The Anonymous Widower

Peeling Potatoes

Would anybody describe this as a go0d exercise for someone who has had a stroke? But I’m making one of Jamie Olivers’s fish pies and that needs a kilogram of potatoes to be peeled.

I peel potatoes with the potato in my left and the knife in my right, but then I’m right-handed. I also tip the potatoes into a largew bowl of cold water and in fact just retrieving the next potato is quite soothing. But the action of holding the potato and then twisting it so that the next bit of peel is removed, seems to be a good exercise.

It’s also rewarding to yourself, as you see your naked creations gradually filling the saucepan.

 I think though that peeling potatoes is one of those mundane jobs, which because a knife is involved, you concentrate about to get done well and then get a large degree of satisfaction, when you complete it.

I found the same satisfaction, when I cleaned my shoes on Saturday.  Perhaps stroke recovery is all about getting back to normal and that means doing all those day-to-day tasks.

July 5, 2010 Posted by | Food, World | , | 2 Comments

Roasted Duck Fillets with Marmalade and Chilli Glaze

This recipe  is from Waitrose and it follows a pattern of meat with a sweet sauce, that are gluten-free.

The ingredients I used were :-

  • 1 tsp Waitrose Cooks’ Ingredients A Dash of Sherry Vinegar – I used Aspall Cyder Vinegar
    Pack of 2 Waitrose Skinless Free Range Duck Breast Fillets
    1 orange
    4 tbsp Waitrose Organic Seville Orange Marmalade – I used Tiptree
    Pinch of dried red chilli flakes

These quantities make enough for two.

The method is as follows :-

  1. Preheat the oven to 190°C, gas mark 5. I used the top of the bottom oven on the AGA, Cut the orange in half and squeeze the juice from one half into a small bowl. Cut the remainder into 4 wedges.
  2. To make the glaze, combine the marmalade, chilli flakes and sherry vinegar with the orange juice and season lightly.
  3. Place the duck fillets in a porcelain dish and score the flesh in a crisscross pattern, then spread the glaze liberally over the top of each one. Arrange the orange wedges around the duck and place in the oven for 30-35 minutes (or a little less time if you prefer the duck slightly rare). Baste the duck and orange wedges with the glaze a couple of times during the cooking time.
  4. Transfer the duck and orange wedges onto 2 plates, drizzle with the glaze and serve with lightly steamed kale or green vegetables.

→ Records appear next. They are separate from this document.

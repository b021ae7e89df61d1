//! Identity issued by the auth collaborator.

use serde::{Deserialize, Serialize};

/// Role granted to catalog administrators.
pub const ADMIN_ROLE: &str = "admin";

/// User identity carried in the session token.
#[derive(Debug, Clone, PartialEq, Eq, Serialize, Deserialize)]
pub struct Identity {
    /// User document ID
    #[serde(rename = "_id")]
    pub id: String,
    pub email: String,
    pub pseudo: String,
    pub nom: String,
    pub prenom: String,
    pub role: String,
}

impl Identity {
    pub fn is_admin(&self) -> bool {
        self.role == ADMIN_ROLE
    }
}

/// Authenticated session, built from a verified token.
///
/// Passed explicitly to the operations that need it; the filtering engine
/// never sees it.
#[derive(Debug, Clone)]
pub struct Session {
    pub identity: Identity,
}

It does suggest that if you have time,that you  allow the duck to marinate for 10-15 minutes to help the flavours develop and that this recipe would also work well with chicken fillets.

But I would prefer duck.

July 2, 2010 Posted by | Food | , , | 1 Comment

Felixstowe Ferry

As a child, I spent a lot of time at Felixstowe Ferry. Yesterday, I was going to the dentist in the town, so before, we went to have lunch and a stroll there. We also had an excellent lunch in the Ferry Boat Inn.

Ferry Boat Inn, Felixstowe Ferry

The pub looks very similar to how I remember it as a child, but then it was a Tolly Cobbold pub, and now it serves mainly Adnams. But the lettering on the wall is still the same.

Inside is rather different, as the barrels of beer are no longer stacked behind the bar and there is a restaurant. But I have a feeling that the clock on the wall is the same, as I can remember sitting there with my father and Pete, who was an usher at my weeding to C in 1968.

Today, we had a glass of Aspalls each, with sea bass for me and proper fish and chips for my companion. Note that the sea bass was wild, not farmed, and apparently landed at Colchester

Lunch at The Ferry Boat Inn, Felixstowe Ferry

They knew their gluten rules too!

It does seem that this part of East Suffolk is doing its best to fight its way out of the recession, by doing things well.

June 29, 2010 Posted by | Food, Transport/Travel | , , | 1 Comment

A Coeliac-Friendly Pier

As I walked down Southwold Pier, I saw this notice.

A Coeliac-Friendly Pier

 If you can’t read it, it says that on the first Saturday of evry month, gluten-free fish and chips are served in the restaurants. I went to investigate and found that they had Aspalls on draught, coeliac-friendly crisps and that they always have gluten-free cakes available. 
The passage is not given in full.